| THE PROBLEM |
Beneath this task are records; print exactly the stretch of them from the line with "filename src/tree.rs" through the line with "pub fn join<S: AsRef<str>>(segments: &[S], separator: &str)", both ends included.

Start of DATA PROVIDED

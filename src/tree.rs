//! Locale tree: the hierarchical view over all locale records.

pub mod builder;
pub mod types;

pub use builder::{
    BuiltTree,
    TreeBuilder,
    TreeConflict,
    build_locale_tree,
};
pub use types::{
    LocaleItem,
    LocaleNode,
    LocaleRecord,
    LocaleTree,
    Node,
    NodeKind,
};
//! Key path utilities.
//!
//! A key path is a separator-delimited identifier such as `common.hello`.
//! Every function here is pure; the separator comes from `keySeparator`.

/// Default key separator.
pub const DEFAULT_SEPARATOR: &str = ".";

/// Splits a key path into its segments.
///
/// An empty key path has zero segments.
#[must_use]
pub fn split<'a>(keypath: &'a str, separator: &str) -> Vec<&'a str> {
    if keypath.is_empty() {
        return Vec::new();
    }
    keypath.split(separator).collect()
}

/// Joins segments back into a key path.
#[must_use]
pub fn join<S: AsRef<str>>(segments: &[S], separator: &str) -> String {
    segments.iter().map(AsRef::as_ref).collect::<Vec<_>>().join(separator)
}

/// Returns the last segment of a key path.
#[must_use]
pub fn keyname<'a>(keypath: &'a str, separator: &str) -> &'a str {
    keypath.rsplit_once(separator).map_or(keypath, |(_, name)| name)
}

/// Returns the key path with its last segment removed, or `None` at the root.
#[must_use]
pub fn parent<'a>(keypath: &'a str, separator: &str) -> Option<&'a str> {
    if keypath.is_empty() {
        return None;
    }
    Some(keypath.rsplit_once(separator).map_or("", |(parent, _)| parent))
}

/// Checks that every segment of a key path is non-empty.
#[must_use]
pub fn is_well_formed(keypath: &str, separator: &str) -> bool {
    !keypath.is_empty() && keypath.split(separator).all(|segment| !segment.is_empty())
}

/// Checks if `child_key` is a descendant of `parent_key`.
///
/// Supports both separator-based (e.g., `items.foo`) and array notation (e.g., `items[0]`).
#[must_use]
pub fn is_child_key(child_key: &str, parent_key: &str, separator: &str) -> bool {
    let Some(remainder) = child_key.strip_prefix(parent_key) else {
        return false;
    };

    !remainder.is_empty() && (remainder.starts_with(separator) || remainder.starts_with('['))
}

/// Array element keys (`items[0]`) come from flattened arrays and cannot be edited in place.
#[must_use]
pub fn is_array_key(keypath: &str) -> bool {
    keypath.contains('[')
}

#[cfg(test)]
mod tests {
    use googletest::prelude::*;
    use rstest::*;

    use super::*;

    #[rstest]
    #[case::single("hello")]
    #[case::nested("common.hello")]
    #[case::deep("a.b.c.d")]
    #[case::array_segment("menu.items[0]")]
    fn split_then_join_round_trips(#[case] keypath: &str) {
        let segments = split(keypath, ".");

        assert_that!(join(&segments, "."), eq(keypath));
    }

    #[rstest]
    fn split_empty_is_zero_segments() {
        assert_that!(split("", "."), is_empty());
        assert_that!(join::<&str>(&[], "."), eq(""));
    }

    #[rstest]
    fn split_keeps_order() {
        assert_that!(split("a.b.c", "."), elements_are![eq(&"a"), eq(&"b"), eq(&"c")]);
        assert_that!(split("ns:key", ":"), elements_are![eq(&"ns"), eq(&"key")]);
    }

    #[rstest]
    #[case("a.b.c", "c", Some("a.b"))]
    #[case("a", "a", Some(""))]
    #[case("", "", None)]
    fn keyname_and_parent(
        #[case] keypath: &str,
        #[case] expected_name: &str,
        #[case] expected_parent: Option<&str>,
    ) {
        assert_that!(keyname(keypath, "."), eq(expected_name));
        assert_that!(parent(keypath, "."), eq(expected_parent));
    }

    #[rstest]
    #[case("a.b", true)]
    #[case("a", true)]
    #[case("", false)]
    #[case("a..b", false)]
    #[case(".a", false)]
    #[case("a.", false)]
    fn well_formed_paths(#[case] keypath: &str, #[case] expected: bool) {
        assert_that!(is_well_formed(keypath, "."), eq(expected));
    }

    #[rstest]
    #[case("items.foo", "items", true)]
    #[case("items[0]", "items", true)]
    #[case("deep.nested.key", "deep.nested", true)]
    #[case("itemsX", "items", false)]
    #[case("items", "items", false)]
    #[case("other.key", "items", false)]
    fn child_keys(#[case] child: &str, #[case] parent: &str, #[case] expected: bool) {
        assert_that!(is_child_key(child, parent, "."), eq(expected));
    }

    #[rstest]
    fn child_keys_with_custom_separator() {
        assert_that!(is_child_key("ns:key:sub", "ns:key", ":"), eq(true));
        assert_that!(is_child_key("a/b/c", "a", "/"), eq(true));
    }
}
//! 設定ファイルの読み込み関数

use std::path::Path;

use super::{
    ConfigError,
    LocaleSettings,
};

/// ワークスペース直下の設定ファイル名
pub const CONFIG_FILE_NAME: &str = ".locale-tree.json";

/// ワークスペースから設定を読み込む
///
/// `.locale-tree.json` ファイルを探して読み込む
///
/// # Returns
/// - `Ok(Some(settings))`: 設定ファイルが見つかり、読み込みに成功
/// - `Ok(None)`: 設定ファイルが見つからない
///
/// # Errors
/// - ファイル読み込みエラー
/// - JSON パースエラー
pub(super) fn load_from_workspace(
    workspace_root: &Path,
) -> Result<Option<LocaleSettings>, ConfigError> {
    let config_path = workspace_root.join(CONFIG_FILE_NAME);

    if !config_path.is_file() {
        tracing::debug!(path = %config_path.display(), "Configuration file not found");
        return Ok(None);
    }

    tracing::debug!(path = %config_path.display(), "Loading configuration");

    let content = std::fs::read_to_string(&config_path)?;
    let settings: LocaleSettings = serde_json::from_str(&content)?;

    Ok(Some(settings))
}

End of DATA PROVIDED
Start of DATA PROVIDED

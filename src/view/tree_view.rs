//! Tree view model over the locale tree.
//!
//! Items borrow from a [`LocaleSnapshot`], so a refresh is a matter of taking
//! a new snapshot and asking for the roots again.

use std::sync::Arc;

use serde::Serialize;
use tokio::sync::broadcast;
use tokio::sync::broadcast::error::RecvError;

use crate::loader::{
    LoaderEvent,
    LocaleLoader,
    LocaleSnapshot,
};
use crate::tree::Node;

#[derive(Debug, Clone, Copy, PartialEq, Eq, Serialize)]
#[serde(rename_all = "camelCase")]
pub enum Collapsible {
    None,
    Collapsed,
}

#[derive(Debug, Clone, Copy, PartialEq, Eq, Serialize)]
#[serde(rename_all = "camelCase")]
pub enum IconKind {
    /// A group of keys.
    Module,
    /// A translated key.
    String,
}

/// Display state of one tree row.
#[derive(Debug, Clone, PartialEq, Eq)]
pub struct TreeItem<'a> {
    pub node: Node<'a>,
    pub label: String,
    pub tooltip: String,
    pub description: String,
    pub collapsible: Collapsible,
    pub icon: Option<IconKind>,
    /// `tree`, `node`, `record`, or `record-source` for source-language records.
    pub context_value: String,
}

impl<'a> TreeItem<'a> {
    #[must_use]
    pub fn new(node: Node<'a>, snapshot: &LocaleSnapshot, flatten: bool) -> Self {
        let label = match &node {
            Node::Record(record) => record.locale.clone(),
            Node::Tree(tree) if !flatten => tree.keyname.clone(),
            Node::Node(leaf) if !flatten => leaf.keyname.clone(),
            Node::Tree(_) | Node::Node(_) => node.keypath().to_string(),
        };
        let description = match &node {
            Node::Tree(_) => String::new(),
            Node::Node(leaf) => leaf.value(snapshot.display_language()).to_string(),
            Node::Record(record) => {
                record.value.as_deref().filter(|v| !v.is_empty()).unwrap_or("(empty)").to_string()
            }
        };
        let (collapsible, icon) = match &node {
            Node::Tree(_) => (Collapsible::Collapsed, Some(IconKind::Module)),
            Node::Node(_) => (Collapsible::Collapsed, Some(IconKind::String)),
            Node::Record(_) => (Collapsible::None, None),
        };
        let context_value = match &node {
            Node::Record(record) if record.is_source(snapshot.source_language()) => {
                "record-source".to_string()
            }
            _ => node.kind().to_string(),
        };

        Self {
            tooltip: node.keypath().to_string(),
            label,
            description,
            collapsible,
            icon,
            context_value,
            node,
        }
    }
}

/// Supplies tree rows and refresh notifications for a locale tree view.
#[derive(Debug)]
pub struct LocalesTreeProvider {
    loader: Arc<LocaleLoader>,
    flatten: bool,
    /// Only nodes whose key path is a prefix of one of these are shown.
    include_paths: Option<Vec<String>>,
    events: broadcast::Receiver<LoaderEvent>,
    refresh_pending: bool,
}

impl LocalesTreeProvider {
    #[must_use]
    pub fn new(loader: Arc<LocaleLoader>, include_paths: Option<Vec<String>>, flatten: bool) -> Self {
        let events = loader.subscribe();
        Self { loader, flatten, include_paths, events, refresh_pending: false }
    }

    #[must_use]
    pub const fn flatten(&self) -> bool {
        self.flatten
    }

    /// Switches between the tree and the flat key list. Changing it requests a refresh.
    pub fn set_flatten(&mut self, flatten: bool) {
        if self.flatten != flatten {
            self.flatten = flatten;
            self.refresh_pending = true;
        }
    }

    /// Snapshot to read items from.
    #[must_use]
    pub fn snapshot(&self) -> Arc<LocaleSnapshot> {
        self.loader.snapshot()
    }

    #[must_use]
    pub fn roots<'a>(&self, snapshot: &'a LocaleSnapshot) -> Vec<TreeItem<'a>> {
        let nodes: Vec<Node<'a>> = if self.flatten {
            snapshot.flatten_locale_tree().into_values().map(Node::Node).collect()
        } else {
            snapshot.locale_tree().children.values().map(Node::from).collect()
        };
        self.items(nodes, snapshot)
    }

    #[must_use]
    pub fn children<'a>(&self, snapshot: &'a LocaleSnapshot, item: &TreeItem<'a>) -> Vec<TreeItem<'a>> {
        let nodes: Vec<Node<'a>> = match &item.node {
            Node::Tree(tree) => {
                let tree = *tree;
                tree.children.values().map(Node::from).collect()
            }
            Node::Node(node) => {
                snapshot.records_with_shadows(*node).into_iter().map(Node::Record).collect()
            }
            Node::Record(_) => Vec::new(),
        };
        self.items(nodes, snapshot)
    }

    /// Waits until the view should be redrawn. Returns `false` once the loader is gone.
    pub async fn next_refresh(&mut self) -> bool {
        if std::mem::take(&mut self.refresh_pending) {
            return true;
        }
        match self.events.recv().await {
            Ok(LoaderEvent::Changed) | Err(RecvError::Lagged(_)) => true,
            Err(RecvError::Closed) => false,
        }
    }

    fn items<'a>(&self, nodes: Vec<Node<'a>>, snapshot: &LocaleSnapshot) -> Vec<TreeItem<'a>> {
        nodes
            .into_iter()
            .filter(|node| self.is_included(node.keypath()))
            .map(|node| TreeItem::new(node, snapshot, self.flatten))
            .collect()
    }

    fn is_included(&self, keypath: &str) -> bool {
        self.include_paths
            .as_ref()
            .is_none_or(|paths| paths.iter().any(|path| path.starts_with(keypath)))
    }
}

End of DATA PROVIDED

| RESPONSE AREA |
filename src/tree.rs
//! Locale tree: the hierarchical view over all locale records.

pub mod builder;
pub mod types;

pub use builder::{
    BuiltTree,
    TreeBuilder,
    TreeConflict,
    build_locale_tree,
};
pub use types::{
    LocaleItem,
    LocaleNode,
    LocaleRecord,
    LocaleTree,
    Node,
    NodeKind,
};
//! Key path utilities.
//!
//! A key path is a separator-delimited identifier such as `common.hello`.
//! Every function here is pure; the separator comes from `keySeparator`.

/// Default key separator.
pub const DEFAULT_SEPARATOR: &str = ".";

/// Splits a key path into its segments.
///
/// An empty key path has zero segments.
#[must_use]
pub fn split<'a>(keypath: &'a str, separator: &str) -> Vec<&'a str> {
    if keypath.is_empty() {
        return Vec::new();
    }
    keypath.split(separator).collect()
}

/// Joins segments back into a key path.
#[must_use]
pub fn join<S: AsRef<str>>(segments: &[S], separator: &str) -> String {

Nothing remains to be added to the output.